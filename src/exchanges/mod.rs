use async_trait::async_trait;

use crate::error::Result;
use crate::models::currency::Currency;
use crate::models::receipt::Receipt;

pub mod oasis_direct;

pub use oasis_direct::OasisDirectService;

/// A venue that can quote and execute token swaps for the current account.
///
/// Token arguments are symbols (`"ETH"`, `"DAI"`, `"WETH"`, `"MKR"`) and
/// amounts are decimal strings in the unit of the token they refer to.
#[async_trait]
pub trait ExchangeService: Send + Sync {
    fn identifier(&self) -> &str;

    /// How much `buy_token` selling `pay_amount` of `pay_token` would return.
    async fn get_buy_amount(&self, buy_token: &str, pay_token: &str, pay_amount: &str) -> Result<Currency>;

    /// How much `pay_token` buying `buy_amount` of `buy_token` would cost.
    async fn get_pay_amount(&self, pay_token: &str, buy_token: &str, buy_amount: &str) -> Result<Currency>;

    /// Sell all of `amount` of `sell_token`.
    async fn sell(&self, sell_token: &str, buy_token: &str, amount: &str) -> Result<Receipt>;

    /// Buy exactly `amount` of `buy_token`.
    async fn buy(&self, buy_token: &str, pay_token: &str, amount: &str) -> Result<Receipt>;
}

:::::

AIM OF THE EXERCISE
Take the entries and print them exactly. Keep every line.

OUTPUT
filename src/exchanges/mod.rs
use async_trait::async_trait;

use crate::error::Result;
use crate::models::currency::Currency;
use crate::models::receipt::Receipt;

pub mod oasis_direct;

pub use oasis_direct::OasisDirectService;

/// A venue that can quote and execute token swaps for the current account.
///
/// Token arguments are symbols (`"ETH"`, `"DAI"`, `"WETH"`, `"MKR"`) and
/// amounts are decimal strings in the unit of the token they refer to.
#[async_trait]
pub trait ExchangeService: Send + Sync {
    fn identifier(&self) -> &str;

    /// How much `buy_token` selling `pay_amount` of `pay_token` would return.
    async fn get_buy_amount(&self, buy_token: &str, pay_token: &str, pay_amount: &str) -> Result<Currency>;

    /// How much `pay_token` buying `buy_amount` of `buy_token` would cost.
    async fn get_pay_amount(&self, pay_token: &str, buy_token: &str, buy_amount: &str) -> Result<Currency>;

    /// Sell all of `amount` of `sell_token`.
    async fn sell(&self, sell_token: &str, buy_token: &str, amount: &str) -> Result<Receipt>;

    /// Buy exactly `amount` of `buy_token`.
    async fn buy(&self, buy_token: &str, pay_token: &str, amount: &str) -> Result<Receipt>;
}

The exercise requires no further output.